Bu sebebe binâen, hakîki siyâset, taşra siyâsetinden farklı olarak, otuzbeş hamle sonrasını görebilen birinci sınıf bir satranç oyuncusu gibi oyun kurabilmek demektir.
İmdi bu teklîf ne bir B planı olabilir ve ne de C ve ilââhir; asla telâffuz dahi edilmemelidir.
Gayet basit: Böyle bir dâvâ, mâhiyeti gereği meselâ AİHM’de veya bir başkasında görülenlerden, usûlden önce esastan farklıdır. Vâkıa AİHM’yi kabûl etmek dahi netîceten, bir devletin hükümranlığının en temel esaslarından olan kendi hukukunu kendisi tâyin etme prensibine halel getirmesi noktai nazarından tam bağımsızlık prensibini zedelemektedir; ancak, ‘bir yere kadar’, devlet ile vatandaşı arasında halledilemeyen hukukî bir uyuşmazlık durumunda kerhen de olsa tahammül edilebilir birşey olarak telâkkî edilebilir, belki.

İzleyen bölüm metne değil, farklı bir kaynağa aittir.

use chrono::{DateTime, Utc};
use serde::{Deserialize, Serialize};
use strum::{AsRefStr, Display, EnumString};
use uuid::Uuid;

/// Status of a generation job.
///
/// Stored as lowercase text in the `generations.status` column. The only legal
/// transitions are `Processing -> Completed` and `Processing -> Failed`.
#[derive(
    Debug, Clone, Copy, Serialize, Deserialize, PartialEq, Eq, Display, EnumString, AsRefStr,
)]
#[serde(rename_all = "snake_case")]
#[strum(serialize_all = "snake_case")]
pub enum JobStatus {
    Processing,
    Completed,
    Failed,
}

impl JobStatus {
    /// Completed and failed jobs never change again.
    pub fn is_terminal(self) -> bool {
        matches!(self, JobStatus::Completed | JobStatus::Failed)
    }
}

/// One avatar generation request and its outcome.
#[derive(Debug, Clone, Serialize, Deserialize, PartialEq)]
pub struct Job {
    pub id: Uuid,
    pub user_id: String,
    pub status: JobStatus,
    pub reference_image_url: String,
    /// Present only once the job is `completed`.
    pub result_image_url: Option<String>,
    pub created_at: DateTime<Utc>,
}
//! Per-wheel state tracking.
//!
//! A `Wheel` holds the last raw encoder sample and the derived angular
//! position/velocity, plus the pending velocity setpoint written by the
//! controller. Position is always recomputed from the latest encoder
//! sample, never written by command logic.

use std::f64::consts::TAU;

/// State holder for one wheel.
#[derive(Debug, Clone)]
pub struct Wheel {
    name: String,
    ticks_per_rev: u32,
    ticks: i64,
    position: f64,
    velocity: f64,
    command: f64,
}

impl Wheel {
    /// Create a wheel with its name and encoder resolution.
    ///
    /// `ticks_per_rev` must be validated > 0 by the caller before
    /// construction (see `HardwareParams`).
    pub fn new(name: impl Into<String>, ticks_per_rev: u32) -> Self {
        Self {
            name: name.into(),
            ticks_per_rev,
            ticks: 0,
            position: 0.0,
            velocity: 0.0,
            command: 0.0,
        }
    }

    /// Wheel name (joint identifier).
    pub fn name(&self) -> &str {
        &self.name
    }

    /// Latest raw encoder sample.
    pub fn ticks(&self) -> i64 {
        self.ticks
    }

    /// Angular position in radians (cumulative, one revolution = 2π).
    pub fn position(&self) -> f64 {
        self.position
    }

    /// Angular velocity in rad/s.
    pub fn velocity(&self) -> f64 {
        self.velocity
    }

    /// Pending velocity setpoint in rad/s.
    pub fn command(&self) -> f64 {
        self.command
    }

    /// Set the velocity setpoint (written by the controller runtime).
    pub fn set_command(&mut self, command: f64) {
        self.command = command;
    }

    /// Convert a raw tick count to an angle in radians.
    pub fn angle_from_ticks(&self, ticks: i64) -> f64 {
        ticks as f64 / self.ticks_per_rev as f64 * TAU
    }

    /// Fold a new encoder sample into position and velocity.
    ///
    /// Velocity is the position delta over `dt` seconds. When `dt` is not
    /// strictly positive the previous velocity is retained - dividing by
    /// zero must never leak NaN/Inf into exported state. Position is
    /// refreshed either way.
    pub fn update_from_sample(&mut self, ticks: i64, dt: f64) {
        self.ticks = ticks;
        let prev = self.position;
        self.position = self.angle_from_ticks(ticks);
        if dt > 0.0 {
            self.velocity = (self.position - prev) / dt;
        }
    }
}

#[cfg(test)]
mod tests {
    use super::*;

    fn assert_close(a: f64, b: f64) {
        assert!((a - b).abs() < 1e-9, "{a} != {b}");
    }

    #[test]
    fn full_revolution_is_two_pi() {
        let mut wheel = Wheel::new("left_wheel", 100);
        wheel.update_from_sample(0, 1.0);
        let p0 = wheel.position();
        wheel.update_from_sample(100, 1.0);
        assert_close(wheel.position() - p0, TAU);
    }

    #[test]
    fn velocity_is_position_delta_over_dt() {
        // 25/100 of a revolution in half a second: pos = π/2, vel = π
        let mut wheel = Wheel::new("left_wheel", 100);
        wheel.update_from_sample(0, 1.0);
        wheel.update_from_sample(25, 0.5);
        assert_close(wheel.position(), TAU / 4.0);
        assert_close(wheel.velocity(), TAU / 2.0);
    }

    #[test]
    fn reverse_motion_gives_negative_velocity() {
        let mut wheel = Wheel::new("right_wheel", 100);
        wheel.update_from_sample(0, 1.0);
        wheel.update_from_sample(-50, 1.0);
        assert_close(wheel.position(), -TAU / 2.0);
        assert_close(wheel.velocity(), -TAU / 2.0);
    }

    #[test]
    fn zero_dt_retains_previous_velocity() {
        let mut wheel = Wheel::new("left_wheel", 100);
        wheel.update_from_sample(25, 1.0);
        let vel = wheel.velocity();
        assert!(vel > 0.0);

        wheel.update_from_sample(50, 0.0);
        assert!(wheel.velocity().is_finite());
        assert_close(wheel.velocity(), vel);
        // Position is still refreshed from the sample
        assert_close(wheel.position(), TAU / 2.0);
    }

    #[test]
    fn negative_dt_retains_previous_velocity() {
        let mut wheel = Wheel::new("left_wheel", 100);
        wheel.update_from_sample(25, 1.0);
        let vel = wheel.velocity();
        wheel.update_from_sample(50, -0.1);
        assert_close(wheel.velocity(), vel);
    }

    #[test]
    fn command_round_trip() {
        let mut wheel = Wheel::new("left_wheel", 20);
        assert_eq!(wheel.command(), 0.0);
        wheel.set_command(1.5);
        assert_eq!(wheel.command(), 1.5);
        // Commands never touch position/velocity
        assert_eq!(wheel.position(), 0.0);
        assert_eq!(wheel.velocity(), 0.0);
    }
}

Fakat burada vazıyet esastan radikal bir farklılık arzetmektedir; çünkü bu mahkemede yargılanacak olan, evvelen ve behemâl bilinmelidir ki, bir devlet değil bir millet ve buna bağlı olarak, bir milletin haysiyeti, şerefi, vekarı, gururu, tarihi, istikbâlidir ve vatanıdır.
Bir milletin “yargılanabilir” olduğununun kabûl edilmesi, bizzat yargılanmasından daha alçaltıcıdır. Zîra, sâlisen yine behemâl bilinmelidir ki, milletler mahkemelerde yargılanamazlar; hiçbir milletin istikbâli ve kaderi mahkeme salonlarında tâyin ve tesbît edilemez. Burası, bağımsız ulus-devlet olmaklığın temel prensibi olarak, devletlerin, sıradan ahlâkî kaanunlara tâbî kurumlar olmadığını ve hiçbir devletin hiçbir sûrette bir başka merci’tarafından muhâkeme edilemeyeceğini – çünkü bu takdirde muhâkeme edilenin devlet olma vasfı sâkıt olur – temel bir prensip olarak vaz’eden Hegel’in dahi tıkandığı noktadır. Böyle bir fikir, saf bir mücerret fikir olarak dahi gayri meşrû olacağı gibi, böyle bir mahkeme Nürnberg mahkemesinden dahi daha aşağılayıcı olacaktır.
Bu îtibarla, mahkemenin netîcesinden bağımsız olarak – kazanılacağından kesinkes emîn olunulsa dahi – böyle bir mahkemede yargılanmayı kabûl etmek, Türk milletinin “yargılanabilir” olduğunu kabûl etmek demektir; işte bu, asla meşrû addedilemez.
Mükerreren: Milletler mahkemelerde yargılanamazlar; hiçbir milletin istikbâli ve kaderi mahkeme salonlarında tâyin ve tesbît edilemez.

Onun yeri başkadır.

[*] Otto Von Bismarck., Düşünceler ve Hâtıralar., Çeviren: Nijad Akipek., Millî Eğitim Bakanlığı Yayınları., C: II., İstanbul, 1991., s.191

http://www.yenicaggazetesi.com.tr/yazidetay.asp?AuthorID=84&ArticleID=3344

Yorumlar kapatıldı.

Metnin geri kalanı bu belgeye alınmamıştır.